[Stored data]
//! # graft
//!
//! A source-vendoring engine for project trees.
//!
//! graft mirrors selected files, directory subtrees, or line/column ranges
//! from external git repositories (and from local paths of the host
//! project) into the project's own working tree, then tracks what was
//! placed where with SHA-256 hashes so that drift, upstream staleness, and
//! supply-chain risk are all detectable offline.
//!
//! ## Pipeline
//!
//! The core flow is **sync → lock → verify**, with audit composing the
//! read-only checks:
//!
//! 1. [`sync::SyncService`] shallow-fetches each vendor ref into an
//!    ephemeral clone, gates on license, runs hooks, and copies the
//!    declared mappings (including byte-precise position ranges).
//! 2. [`update::UpdateService`] regenerates `vendor.lock`, preserving
//!    first-vendored provenance while refreshing hashes and timestamps.
//! 3. [`verify::VerifyService`] reconciles config, lock, and tree,
//!    classifying every file as verified/modified/deleted/added/accepted/
//!    stale/orphaned.
//! 4. [`audit::AuditService`] fans out to verify, the vulnerability
//!    scanner, the license checker, and the upstream-staleness check, and
//!    folds their verdicts into one aggregate.
//!
//! ## Key types
//!
//! The domain model (vendor specs, lock details, positions, result views,
//! and the typed error taxonomy) lives in [`graft_types`] and is
//! re-exported here as [`types`].
//!
//! ## Modules
//!
//! - [`position`] — path+range grammar, byte-precise extract/place
//! - [`cache`] — content-addressed per-file and per-ref snapshots
//! - [`copier`] — whole-file/whole-tree/position mapping copies
//! - [`license`] — provider license detection and allowlist gating
//! - [`sync`] — external vendor sync state machine
//! - [`internal`] — host-tree vendors (`ref = "local"`)
//! - [`executor`] — bounded parallel worker pool
//! - [`update`] — lockfile regeneration
//! - [`verify`] — drift detection and classification
//! - [`scanner`] — advisory queries with TTL cache and stale fallback
//! - [`sbom`] — bill-of-materials emission in two formats
//! - [`outdated`] — upstream staleness via ls-remote
//! - [`audit`] — audit/status orchestration
//! - [`reporter`] — UI callback seam

/// Content hashing helpers shared by every subsystem.
pub mod hash;

/// Position grammar parsing and byte-precise extraction/placement.
pub mod position;

/// Content-addressed cache: file checksum oracle and per-ref snapshots.
pub mod cache;

/// Whole-file, whole-tree, and mapping-driven copies.
pub mod copier;

/// Per-provider license detection with an SPDX allowlist.
pub mod license;

/// UI callback trait and stock implementations.
pub mod reporter;

/// External vendor sync state machine.
pub mod sync;

/// Internal (host-tree) vendor sync.
pub mod internal;

/// Bounded parallel executor over vendor jobs.
pub mod executor;

/// Lockfile regeneration with provenance preservation.
pub mod update;

/// Drift detection and per-file classification.
pub mod verify;

/// Vulnerability scanner with on-disk TTL cache.
pub mod scanner;

/// SBOM emission (CycloneDX and SPDX idioms).
pub mod sbom;

/// Upstream staleness checks over ls-remote.
pub mod outdated;

/// Audit and status orchestration.
pub mod audit;

/// Domain types, result views, and the error taxonomy.
pub use graft_types as types;

/// Retry strategies re-exported from the graft-retry microcrate.
pub use graft_retry as retry;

### Aim of the exercise
Give again, exactly as written, the lines running from the first line of the data above through the line that contains "hashes and timestamps.".

### Expected answer
//! # graft
//!
//! A source-vendoring engine for project trees.
//!
//! graft mirrors selected files, directory subtrees, or line/column ranges
//! from external git repositories (and from local paths of the host
//! project) into the project's own working tree, then tracks what was
//! placed where with SHA-256 hashes so that drift, upstream staleness, and
//! supply-chain risk are all detectable offline.
//!
//! ## Pipeline
//!
//! The core flow is **sync → lock → verify**, with audit composing the
//! read-only checks:
//!
//! 1. [`sync::SyncService`] shallow-fetches each vendor ref into an
//!    ephemeral clone, gates on license, runs hooks, and copies the
//!    declared mappings (including byte-precise position ranges).
//! 2. [`update::UpdateService`] regenerates `vendor.lock`, preserving
//!    first-vendored provenance while refreshing hashes and timestamps.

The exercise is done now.